2025, l'année où les galeries ont appris à danser sous la pluie
Le 15 janvier 2025, la galerie L.A. Louver a annoncé sa fermeture après quarante-neuf ans d'activité. Dans un communiqué sobre, les propriétaires expliquaient leur décision par "l'évolution rapide du paysage artistique". Ce qui n'était pas dit, c'est que le loyer de leur espace de Venice Boulevard avait augmenté de 212% depuis 2010, que leur clientèle traditionnelle s'était évaporée au profit des collectionneurs asiatiques achetant en ligne, et que leur dernière exposition - une rétrospective de David Hockney - n'avait généré que trois ventes, contre dix-sept pour la même période en 2019. Ce jour-là, le marché de l'art a officiellement enterré le modèle de la galerie traditionnelle.
Par Artedusa
••9 min de lecture01Le cimetière des illusions perdues
Les chiffres sont implacables. Selon le dernier rapport Art Basel/UBS, 18% des galeries européennes ont fermé entre 2020 et 2024. Aux États-Unis, ce taux atteint 23%, avec des pics à 31% pour les galeries de taille moyenne (chiffre d'affaires entre 500 000 et 2 millions d'euros). À Paris, la rue de Turenne, autrefois surnommée "la rue des galeries", a perdu six espaces en deux ans. Même les institutions solides vacillent : Kasmin Gallery, fondée en 1989, a fermé ses portes en novembre 2024 après avoir vu son chiffre d'affaires chuter de 42% en trois ans.
Ce qui frappe dans cette hécatombe, ce n'est pas tant le nombre de fermetures que leur nature. Les galeries qui disparaissent ne sont pas des structures fragiles, mais des institutions établies : Altman Siegel à San Francisco (17 ans d'existence), Rena Bransten (50 ans), ou encore la vénérable Marlborough Gallery de Londres, qui a jeté l'éponge après soixante-dix ans d'activité. "Nous assistons à l'effondrement du modèle fordiste de la galerie", analyse le galeriste parisien Kamel Mennour. "Celui où l'on ouvrait un espace de 200 m² dans un quartier branché, où l'on organisait quatre expositions par an avec un vernissage le jeudi soir, et où l'on comptait sur les foires pour 70% de son chiffre d'affaires."

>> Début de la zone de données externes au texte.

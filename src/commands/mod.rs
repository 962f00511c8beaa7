//! Top-level subcommand orchestration.
//!
//! Each command module is a thin wrapper: it resolves shared state through
//! [`CommandSetup`] and hands off to the core modules ([`crate::link`],
//! [`crate::store`], [`crate::clean`], [`crate::pkg`]).

pub mod clean;
pub mod init;
pub mod link;
pub mod package;
pub mod store;

use std::path::PathBuf;

use anyhow::Result;

use crate::cli::GlobalOpts;
use crate::error::ConfigError;
use crate::logging::Logger;
use crate::paths::{self, ConfDirs};

/// Shared state produced by the common command setup sequence.
///
/// Encapsulates store-layout resolution and existence validation so that
/// each command does not have to repeat the boilerplate. Validation happens
/// here, before any command mutates anything.
#[derive(Debug)]
pub struct CommandSetup {
    /// Resolved configuration store layout.
    pub dirs: ConfDirs,
    /// User's home directory.
    pub home: PathBuf,
}

impl CommandSetup {
    /// Resolve the store layout and home directory from CLI arguments and
    /// environment variables.
    ///
    /// `require_box` is `false` only for `init`, which creates the box
    /// directory instead of requiring it.
    ///
    /// # Errors
    ///
    /// Returns a fatal [`ConfigError`] if a required value is missing or
    /// invalid, the configuration root does not exist, or the box directory
    /// is required but absent.
    pub fn init(global: &GlobalOpts, require_box: bool, log: &Logger) -> Result<Self> {
        let conf = resolve_conf(global);
        let env = resolve_value(global.env.as_deref(), "--env", "BOXUP_ENV")?;
        let box_name = resolve_value(global.box_name.as_deref(), "--box", "BOXUP_BOX")?;
        let dirs = ConfDirs::resolve(&conf, &env, &box_name)?;

        if !dirs.root.is_dir() {
            return Err(ConfigError::MissingConfRoot(dirs.root.clone()).into());
        }
        if require_box && !dirs.box_dir.is_dir() {
            return Err(ConfigError::MissingBoxDir(dirs.box_dir.clone()).into());
        }

        log.debug(&format!("conf root: {}", dirs.root.display()));
        log.debug(&format!("box dir: {}", dirs.box_dir.display()));

        Ok(Self {
            dirs,
            home: paths::home_dir()?,
        })
    }
}

/// Resolve the configuration store root: flag, then `$BOXUP_CONF`, then a
/// `conf/` directory next to the binary.
fn resolve_conf(global: &GlobalOpts) -> PathBuf {
    if let Some(conf) = &global.conf {
        return conf.clone();
    }
    if let Ok(conf) = std::env::var("BOXUP_CONF")
        && !conf.is_empty()
    {
        return PathBuf::from(conf);
    }
    if let Ok(exe) = std::env::current_exe()
        && let Some(dir) = exe.parent()
    {
        return dir.join("conf");
    }
    PathBuf::from("conf")
}

/// Resolve a single required value: flag first, then environment variable.
fn resolve_value(
    arg: Option<&str>,
    flag: &'static str,
    var: &'static str,
) -> Result<String, ConfigError> {
    if let Some(value) = arg {
        return Ok(value.to_string());
    }
    if let Ok(value) = std::env::var(var)
        && !value.is_empty()
    {
        return Ok(value);
    }
    Err(ConfigError::MissingValue { flag, var })
}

02Les trois cavaliers de l'apocalypse
Trois facteurs principaux expliquent cette vague de fermetures :
L'effet ciseau des coûts : Entre 2015 et 2024, les loyers des espaces commerciaux à Paris, Londres et New York ont augmenté de 87% en moyenne, tandis que les prix de l'art contemporain stagnaient (+3% par an sur la même période). À Chelsea, le mètre carré est passé de 800 à 1 450 dollars entre 2010 et 2023. "Nous dépensions 45 000 dollars par mois rien que pour le loyer", confie un ancien directeur de galerie new-yorkaise. "Et encore, c'était un prix d'ami. Aujourd'hui, le même espace coûte 68 000 dollars.". La désintermédiation : Les collectionneurs n'ont plus besoin des galeries pour découvrir des artistes. En 2024, 62% des acheteurs d'art contemporain ont utilisé au moins une plateforme en ligne pour leurs acquisitions (les plateformes en ligne spécialisées, Artland, ou les sites des maisons de ventes). Les foires, autrefois incontournables, voient leur fréquentation baisser (-18% pour Art Basel Miami en 2023). "Les gens viennent encore, mais ils achètent moins", explique un galeriste de la FIAC. "Ils font du repérage, prennent des photos, puis commandent sur les plateformes en ligne spécialisées une fois rentrés chez eux.". Le changement de paradigme des collectionneurs : Les millennials et la génération Z, qui représentent désormais 46% des acheteurs d'art contemporain, ne collectionnent pas comme leurs aînés. Ils veulent des expériences, pas des objets. "Ils préfèrent dépenser 50 000 euros pour une œuvre numérique de Refik Anadol que 20 000 euros pour un tableau de Gerhard Richter", observe un conseiller en art basé à Hong Kong. "Pour eux, l'art doit être instagrammable, immersif, et porteur de sens.".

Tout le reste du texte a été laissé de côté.